The Battle of Malpura was a battle in 1800 between the Kingdom of Jaipur and supported by the Kingdom of Marwar against the Kingdom of Gwalior. It was the result of a crisis between the governments of the two sides.

Background
In 1800, a crisis developed between Jaipur and Gwalior Scindia`s Government. The main reasons behind it were:
 Burden of more money on Rajput kings annoyed them.
 Rajputs sensed opportunity in the civil war between Scindhia and Holkar in Poona.
 There was same internal conflict in Daulat Rao Sindhia's administration. The feud between the widow of Mahadaji and disruption by his old servant and such condition ensured that Scindia remained in the limit of north India.

Sawai Pratap Singh made an attempt to profit from these internal dissensions of his Scindia rivals prior to the Battle of Malpura. In March 1800, he openly rejected the money clauses of the treaty of 1791 (signed after the Battle of Patan and started to prepare for war.

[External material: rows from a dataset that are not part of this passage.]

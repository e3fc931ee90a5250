//! Common infrastructure for the hostnet managers.
//!
//! - [`shell`]: command invocation and the [`CommandRunner`] seam
//! - [`validate`]: input grammars applied before any command is built
//! - [`error`]: error taxonomy shared by every manager
//! - [`config`]: process configuration loaded once at start-up
//!
//! # Example
//!
//! ```ignore
//! use hostnet_common::{shell::Invocation, validate, CommandRunner, HostnetResult};
//!
//! async fn delete_bridge(runner: &dyn CommandRunner, name: &str) -> HostnetResult<()> {
//!     let name = validate::identifier("bridge", name)?;
//!     runner.run(&Invocation::argv("ovs-vsctl", ["del-br", name])).await?;
//!     Ok(())
//! }
//! ```

pub mod config;
pub mod error;
pub mod shell;
pub mod validate;

// Re-export commonly used items at crate root
pub use config::HostnetConfig;
pub use error::{HostnetError, HostnetResult};
pub use shell::{CommandRunner, Invocation, ShellRunner};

Pratap Singh asked all the Rajput Rajas to join him, but the Maharaja of Marwar was the only one who answered, as the Rathors were eager to win back the territories they had lost to the Sindhias. 5000 Rathor horsemen were sent from the capital of Jodhpur under the command of Sawai Singh Rathor to assist Sawai Pratap Singh. The Jaipur raja gathered an army of his clansmen along with Gosains, Rohillas and irregulars while the Gwalior army had the Campoos infantry, made-up of Rajputs and muslims, and a contingent of Maratha cavalry to support them. The two armies met at Malpura, thus paving the way for the battle.

Battle
The battle was started by a charge of the Rathor cavalry which broke the left wing of the Maratha army. Captain Paish and several officers were killed and Dudrence saved himself by hiding under the corpses of his men. The victorious Rathors then charged on the Maratha cavalry that was the second line of battle order. Here the Maratha cavaliers did not wait to meet the shock but "ran away like sheep", the Rathors pursued them for two miles to the rear". Pohlmen who was in right wing, was however able to control the situation and was able to successfully repel several charges made by the Kachwaha cavalry on the right wing. The Kachwaha Raja after suffering heavy losses, mounted a horse and retreated with his army. The Rathors after returning from their charge, thought that they had won the battle and mistook the Gwalior army as their Jaipur allies, they were caught unaware and shot down in great numbers and those who were able to break through the lines were bayoneted by Skinner's men.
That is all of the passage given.